不是渐渐变小,是戛然而止。像是有人按下了暂停键,翻涌的雾气瞬间凝滞,悬浮在半空中,一动不动。
广场上鸦雀无声,几百号人屏住呼吸,谁都不敢动。
紧接着,金光出现了。
那光芒从雾气的中心亮起,柔和而温暖,不刺眼却无法忽视。
方丈大师手中的檀香木盒“啪嗒”一声掉在地上。
他跪下了。
嘴唇剧烈颤抖着,念出一句沙哑的佛号。身后的僧人们跟着跪下,诵经声此起彼伏,在金色的雾气中回荡。
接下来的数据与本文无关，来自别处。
//! Pluggable estimation strategies ("privatizers").
//!
//! A privatizer turns one evaluation window of raw readings into an
//! anonymized estimate plus a quality signal. Naive variants recompute from
//! the drained window every cycle and carry no state; incremental variants
//! fold only the new readings into a persisted [`EstimatorState`].
//!
//! The quality convention is shared across the whole family: inverse sample
//! variance, 0 below two folded samples, clamped to [`QUALITY_CEILING`] when
//! the variance collapses to zero.

mod average;
mod blank;
mod kalman;
mod latest;
mod naive_average;

use std::collections::HashMap;
use std::sync::Arc;

use serde::{Deserialize, Serialize};

use crate::error::StrategyError;
use crate::types::{Estimate, RawMeasurement, StationId};

pub use average::{Average, SmoothingAverage, SmoothingState};
pub use blank::Blank;
pub use kalman::{Kalman, KalmanState, NaiveKalman, INITIAL_MEAN, INITIAL_VARIANCE};
pub use latest::Latest;
pub use naive_average::{NaiveAverage, NaiveSmoothingAverage};

pub use average::RunningMeanState;

/// Quality reported when the variance collapses to zero with enough samples.
/// Keeps quality finite and serializable.
pub const QUALITY_CEILING: f64 = 1e12;

#[derive(Clone, Copy, Debug, PartialEq, Eq, Hash, Serialize, Deserialize)]
#[serde(rename_all = "snake_case")]
pub enum PrivatizerKind {
    Blank,
    Latest,
    NaiveAverage,
    Average,
    NaiveSmoothingAverage,
    SmoothingAverage,
    NaiveKalman,
    Kalman,
}

impl PrivatizerKind {
    pub fn as_str(self) -> &'static str {
        match self {
            PrivatizerKind::Blank => "blank",
            PrivatizerKind::Latest => "latest",
            PrivatizerKind::NaiveAverage => "naive_average",
            PrivatizerKind::Average => "average",
            PrivatizerKind::NaiveSmoothingAverage => "naive_smoothing_average",
            PrivatizerKind::SmoothingAverage => "smoothing_average",
            PrivatizerKind::NaiveKalman => "naive_kalman",
            PrivatizerKind::Kalman => "kalman",
        }
    }
}

/// Numeric knobs shared by the strategy family. One instance per deployment,
/// fixed at startup.
#[derive(Clone, Debug, PartialEq)]
pub struct PrivatizerParams {
    pub smoothing_alpha: f64,
    pub process_noise: f64,
    pub measurement_noise: f64,
    pub spike_threshold: Option<f64>,
    pub spike_smoothing: f64,
}

impl Default for PrivatizerParams {
    fn default() -> Self {
        Self {
            smoothing_alpha: 0.5,
            process_noise: 0.01,
            measurement_noise: 1.0,
            spike_threshold: None,
            spike_smoothing: 0.1,
        }
    }
}

/// How a strategy consumes the buffered window.
#[derive(Clone, Copy, Debug, PartialEq, Eq)]
pub enum WindowMode {
    /// Take the pending window and clear it; each reading is seen once.
    Drain,
    /// Look at the pending window without clearing it.
    Snapshot,
}

/// Persisted accumulator for the incremental variants, keyed per
/// (trixel, sensor type) by the evaluator.
#[derive(Clone, Debug, PartialEq, Serialize, Deserialize)]
pub enum EstimatorState {
    RunningMean(RunningMeanState),
    Smoothing(SmoothingState),
    Kalman(KalmanState),
}

#[derive(Clone, Debug, PartialEq)]
pub struct PrivatizerOutput {
    pub state: Option<EstimatorState>,
    pub estimate: Option<Estimate>,
}

impl PrivatizerOutput {
    pub fn empty(state: Option<EstimatorState>) -> PrivatizerOutput {
        PrivatizerOutput {
            state,
            estimate: None,
        }
    }
}

pub trait Privatizer: Send + Sync {
    fn name(&self) -> &'static str;

    fn window_mode(&self) -> WindowMode;

    /// Fold one evaluation window. `state` is whatever this strategy returned
    /// last cycle (absent on the first cycle and for naive variants).
    fn update(
        &self,
        state: Option<EstimatorState>,
        window: &[RawMeasurement],
    ) -> Result<PrivatizerOutput, StrategyError>;
}

/// Build the configured strategy instance.
pub fn build(kind: PrivatizerKind, params: &PrivatizerParams) -> Arc<dyn Privatizer> {
    match kind {
        PrivatizerKind::Blank => Arc::new(Blank),
        PrivatizerKind::Latest => Arc::new(Latest),
        PrivatizerKind::NaiveAverage => Arc::new(NaiveAverage),
        PrivatizerKind::Average => Arc::new(Average::new(params)),
        PrivatizerKind::NaiveSmoothingAverage => {
            Arc::new(NaiveSmoothingAverage::new(params.smoothing_alpha))
        }
        PrivatizerKind::SmoothingAverage => Arc::new(SmoothingAverage::new(params)),
        PrivatizerKind::NaiveKalman => Arc::new(NaiveKalman::new(params)),
        PrivatizerKind::Kalman => Arc::new(Kalman::new(params)),
    }
}

/// Inverse sample variance, with the sparse-data convention applied.
pub fn inverse_variance_quality(samples: u64, variance: f64) -> f64 {
    if samples < 2 {
        0.0
    } else if variance <= 0.0 {
        QUALITY_CEILING
    } else {
        (1.0 / variance).min(QUALITY_CEILING)
    }
}

/// Window readings in timestamp order. Stable, so arrival order breaks ties.
pub(crate) fn ordered(window: &[RawMeasurement]) -> Vec<&RawMeasurement> {
    let mut refs: Vec<&RawMeasurement> = window.iter().collect();
    refs.sort_by_key(|r| r.timestamp);
    refs
}

pub(crate) fn distinct_stations<'a, I>(readings: I) -> u32
where
    I: IntoIterator<Item = &'a RawMeasurement>,
{
    let mut seen: Vec<&StationId> = Vec::new();
    for reading in readings {
        if !seen.contains(&&reading.station) {
            seen.push(&reading.station);
        }
    }
    seen.len() as u32
}

/// Per-station impulse-noise rejection used by the incremental variants.
/// Each station's value EMA is tracked; a reading deviating from its
/// station's EMA by more than the threshold is excluded from the estimate,
/// while the EMA itself still absorbs it.
#[derive(Clone, Copy, Debug)]
pub(crate) struct SpikeFilter {
    threshold: Option<f64>,
    smoothing: f64,
}

impl SpikeFilter {
    pub(crate) fn from_params(params: &PrivatizerParams) -> SpikeFilter {
        SpikeFilter {
            threshold: params.spike_threshold,
            smoothing: params.spike_smoothing,
        }
    }

    /// Returns whether the reading may contribute to the estimate.
    pub(crate) fn admit(
        &self,
        ema: &mut HashMap<StationId, f64>,
        station: &StationId,
        value: f64,
    ) -> bool {
        let Some(threshold) = self.threshold else {
            return true;
        };
        match ema.get_mut(station) {
            None => {
                ema.insert(station.clone(), value);
                true
            }
            Some(entry) => {
                let outlier = (value - *entry).abs() > threshold;
                *entry = *entry * (1.0 - self.smoothing) + self.smoothing * value;
                !outlier
            }
        }
    }
}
文武百官接二连三地跪下,头都不敢抬。侍卫们收起刀剑,单膝跪地。太监宫女们伏在地上,瑟瑟发抖,生怕冲撞了神灵。
太子没有立刻跪。
他站在原地,仰头看着那片翻涌的金色雾气,他在找。
找幕后之人的破绽。
三皇子也没有跪,但他的脸色比太子难看得多。
看到父皇有所动静之后,两个人才依次跪了下去。
然后突然有一个声音出现了。
不是从任何一个方向传来的,而是从所有人的头顶,从金光深处,从雾气之中,同时响起。
那声音清越而空灵,带着一种奇异的回响,不辨男女,不辨老少,像是从很远很远的地方飘来,又像是直接响在每个人的脑海里。
“世间熙攘,皆为利往。唯善者得天佑,唯德者承天命。”
太子跪着,但脸色并没有显露出过多惊讶,并且尝试寻找那个声音究竟是从什么地方传出来的。
可是没有。
那声音从四面八方涌来,不是从哪一个方向,而是从所有方向同时响起。他无法定位,无法判断,无法捕捉。
“太子萧昭珩。”
那声音忽然叫出了他的名字。
太子的呼吸微微一滞。
“你近日所做之事,上天皆已见之。心存善念,敬天法祖,友爱手足,是为储君之德。”
广场上的文武百官跪了一地,谁都不敢抬头,却有无数道余光偷偷瞟向太子。那目光里有羡慕,有敬畏,还有一丝说不清道不明的忌惮。
三皇子的脸色已经黑如锅底。
太子只是眉头微皱,他的定力确实不错,不过一息之间,面上便恢复了从容。太子整了整衣冠,对着金光翻涌的天空,恭恭敬敬地作了一揖。
“萧昭珩何德何能,承蒙上天如此眷顾。”
“你已成年,肩负社稷之重,自当好自为之。你确有不凡之处。然天机不可泄露。”
“但你身旁新出现的那一孩童,今日之缘,前生之因。”
所有人的目光都顺着这句话落在了太子身后,落在了那个小小的、站在队伍最末的身影上。
“此子与本仙有缘。”
广场上的议论声骤然炸开,
“五殿下?说的是五殿下吗?”
“五殿下是记在皇后娘娘名下的,可不就是太子身边之人?而且最近太子殿下才将五皇子放在身边”
“什么前生之因,五殿下这是……”
议论的声音又在那声音的余韵中被压了下去。
“本仙有话与他单独说。让他过来。”
萧昭煜跪在原地,一动不敢动,没想到所有人的目光都汇集到了自己的身上。
“沿着你面前这条青石小径,一直往南走,穿过那片松林,到山后那间木屋来。本仙在那里等你。”